START Records shown
use async_trait::async_trait;
use practice_core::model::{CompletedSession, HistoryId, Question, TestId, TestKind, Topic};
use std::collections::HashMap;
use std::sync::{Arc, Mutex};
use thiserror::Error;

use crate::bundle::TestBundle;

/// Errors surfaced by storage adapters.
#[derive(Debug, Error)]
#[non_exhaustive]
pub enum StorageError {
    #[error("not found")]
    NotFound,

    #[error("conflict")]
    Conflict,

    #[error("connection error: {0}")]
    Connection(String),

    #[error("serialization error: {0}")]
    Serialization(String),
}

/// Where a session's questions and topic come from.
#[async_trait]
pub trait QuestionSource: Send + Sync {
    /// Fetch the ordered questions of a test.
    ///
    /// # Errors
    ///
    /// Returns `StorageError::NotFound` if no test of that kind exists, or other storage errors.
    async fn fetch_questions(
        &self,
        kind: TestKind,
        test_id: TestId,
    ) -> Result<Vec<Question>, StorageError>;

    /// Fetch the topic header of a test. `Ok(None)` when the test is unknown.
    ///
    /// # Errors
    ///
    /// Returns `StorageError` if the source cannot be reached.
    async fn fetch_topic(&self, test_id: TestId) -> Result<Option<Topic>, StorageError>;
}

/// Opaque history store for finished sessions.
#[async_trait]
pub trait HistoryRepository: Send + Sync {
    /// Persist one completed session.
    ///
    /// # Errors
    ///
    /// Returns `StorageError::Conflict` if the history id was already written.
    async fn save_completed_session(&self, record: &CompletedSession) -> Result<(), StorageError>;

    /// List completed sessions, most recent first.
    ///
    /// # Errors
    ///
    /// Returns `StorageError` on backend failures.
    async fn list_completed_sessions(
        &self,
        limit: u32,
    ) -> Result<Vec<CompletedSession>, StorageError>;

    /// Fetch one completed session.
    ///
    /// # Errors
    ///
    /// Returns `StorageError::NotFound` if missing.
    async fn get_completed_session(&self, id: HistoryId)
    -> Result<CompletedSession, StorageError>;

    /// Delete one completed session. Returns whether a record was removed.
    ///
    /// # Errors
    ///
    /// Returns `StorageError` on backend failures.
    async fn delete_completed_session(&self, id: HistoryId) -> Result<bool, StorageError>;
}

/// Simple in-memory repository implementation for testing and prototyping.
#[derive(Clone, Default)]
pub struct InMemoryRepository {
    bundles: Arc<Mutex<HashMap<TestId, TestBundle>>>,
    history: Arc<Mutex<Vec<CompletedSession>>>,
}

impl InMemoryRepository {
    #[must_use]
    pub fn new() -> Self {
        Self::default()
    }

    /// Insert or replace a test bundle.
    ///
    /// # Errors
    ///
    /// Returns `StorageError::Connection` if the lock is poisoned.
    pub fn upsert_bundle(&self, bundle: TestBundle) -> Result<(), StorageError> {
        let mut guard = self
            .bundles
            .lock()
            .map_err(|e| StorageError::Connection(e.to_string()))?;
        guard.insert(bundle.topic.test_id, bundle);
        Ok(())
    }

    /// Number of stored history records.
    ///
    /// # Errors
    ///
    /// Returns `StorageError::Connection` if the lock is poisoned.
    pub fn history_len(&self) -> Result<usize, StorageError> {
        let guard = self
            .history
            .lock()
            .map_err(|e| StorageError::Connection(e.to_string()))?;
        Ok(guard.len())
    }
}

#[async_trait]
impl QuestionSource for InMemoryRepository {
    async fn fetch_questions(
        &self,
        kind: TestKind,
        test_id: TestId,
    ) -> Result<Vec<Question>, StorageError> {
        let guard = self
            .bundles
            .lock()
            .map_err(|e| StorageError::Connection(e.to_string()))?;
        guard
            .get(&test_id)
            .filter(|bundle| bundle.kind == kind)
            .map(|bundle| bundle.questions.clone())
            .ok_or(StorageError::NotFound)
    }

    async fn fetch_topic(&self, test_id: TestId) -> Result<Option<Topic>, StorageError> {
        let guard = self
            .bundles
            .lock()
            .map_err(|e| StorageError::Connection(e.to_string()))?;
        Ok(guard.get(&test_id).map(|bundle| bundle.topic.clone()))
    }
}

#[async_trait]
impl HistoryRepository for InMemoryRepository {
    async fn save_completed_session(&self, record: &CompletedSession) -> Result<(), StorageError> {
        let mut guard = self
            .history
            .lock()
            .map_err(|e| StorageError::Connection(e.to_string()))?;
        if guard
            .iter()
            .any(|existing| existing.history_id() == record.history_id())
        {
            return Err(StorageError::Conflict);
        }
        guard.push(record.clone());
        Ok(())
    }

    async fn list_completed_sessions(
        &self,
        limit: u32,
    ) -> Result<Vec<CompletedSession>, StorageError> {
        let guard = self
            .history
            .lock()
            .map_err(|e| StorageError::Connection(e.to_string()))?;
        // Newest insert first, then a stable sort keeps that order among equal timestamps.
        let mut records: Vec<CompletedSession> = guard.iter().rev().cloned().collect();
        records.sort_by(|a, b| b.completed_at().cmp(&a.completed_at()));
        records.truncate(usize::try_from(limit).unwrap_or(usize::MAX));
        Ok(records)
    }

    async fn get_completed_session(
        &self,
        id: HistoryId,
    ) -> Result<CompletedSession, StorageError> {
        let guard = self
            .history
            .lock()
            .map_err(|e| StorageError::Connection(e.to_string()))?;
        guard
            .iter()
            .find(|record| record.history_id() == id)
            .cloned()
            .ok_or(StorageError::NotFound)
    }

    async fn delete_completed_session(&self, id: HistoryId) -> Result<bool, StorageError> {
        let mut guard = self
            .history
            .lock()
            .map_err(|e| StorageError::Connection(e.to_string()))?;
        let before = guard.len();
        guard.retain(|record| record.history_id() != id);
        Ok(guard.len() != before)
    }
}

/// Aggregates the question source and history store behind trait objects for easy backend swapping.
#[derive(Clone)]
pub struct Storage {
    pub questions: Arc<dyn QuestionSource>,
    pub history: Arc<dyn HistoryRepository>,
}

impl Storage {
    #[must_use]
    pub fn in_memory() -> Self {
        Self::from_in_memory(InMemoryRepository::new())
    }

    #[must_use]
    pub fn from_in_memory(repo: InMemoryRepository) -> Self {
        let questions: Arc<dyn QuestionSource> = Arc::new(repo.clone());
        let history: Arc<dyn HistoryRepository> = Arc::new(repo);
        Self { questions, history }
    }
}

#[cfg(test)]
mod tests {
    use super::*;
    use chrono::Duration;
    use practice_core::model::{Answer, Level, QuestionId};
    use practice_core::time::fixed_now;
    use std::collections::BTreeMap;

    fn bundle(test_id: u64) -> TestBundle {
        TestBundle::new(
            TestKind::Listening,
            Topic::new(TestId::new(test_id), "Greetings", Level::Hsk1),
            vec![Question::listening(
                QuestionId::new(1),
                "Q",
                vec!["a".into(), "b".into()],
                "2",
            )],
        )
    }

    fn record(minutes_ago: i64) -> CompletedSession {
        let b = bundle(1);
        CompletedSession::finalize(
            b.topic.test_id,
            b.kind,
            fixed_now() - Duration::minutes(minutes_ago),
            b.topic,
            b.questions,
            BTreeMap::from([(0, Answer::Option(1))]),
        )
        .unwrap()
    }

    #[tokio::test]
    async fn fetch_questions_requires_matching_kind() {
        let repo = InMemoryRepository::new();
        repo.upsert_bundle(bundle(5)).unwrap();

        let questions = repo
            .fetch_questions(TestKind::Listening, TestId::new(5))
            .await
            .unwrap();
        assert_eq!(questions.len(), 1);

        let err = repo
            .fetch_questions(TestKind::Reading, TestId::new(5))
            .await
            .unwrap_err();
        assert!(matches!(err, StorageError::NotFound));
        assert!(repo.fetch_topic(TestId::new(6)).await.unwrap().is_none());
    }

    #[tokio::test]
    async fn history_lists_newest_first_and_deletes() {
        let repo = InMemoryRepository::new();
        let older = record(30);
        let newer = record(5);
        repo.save_completed_session(&older).await.unwrap();
        repo.save_completed_session(&newer).await.unwrap();

        let listed = repo.list_completed_sessions(10).await.unwrap();
        assert_eq!(listed[0].history_id(), newer.history_id());
        assert_eq!(listed[1].history_id(), older.history_id());

        assert!(repo.delete_completed_session(older.history_id()).await.unwrap());
        assert!(!repo.delete_completed_session(older.history_id()).await.unwrap());
        assert_eq!(repo.history_len().unwrap(), 1);
    }

    #[tokio::test]
    async fn saving_same_history_id_twice_conflicts() {
        let repo = InMemoryRepository::new();
        let rec = record(1);
        repo.save_completed_session(&rec).await.unwrap();
        let err = repo.save_completed_session(&rec).await.unwrap_err();
        assert!(matches!(err, StorageError::Conflict));
    }
}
END Records shown
### What the task requires
Where the string "HistoryId" appears in a line of the listing, copy that line.

### Result for this exercise
use practice_core::model::{CompletedSession, HistoryId, Question, TestId, TestKind, Topic};
    async fn get_completed_session(&self, id: HistoryId)
    async fn delete_completed_session(&self, id: HistoryId) -> Result<bool, StorageError>;
        id: HistoryId,
    async fn delete_completed_session(&self, id: HistoryId) -> Result<bool, StorageError> {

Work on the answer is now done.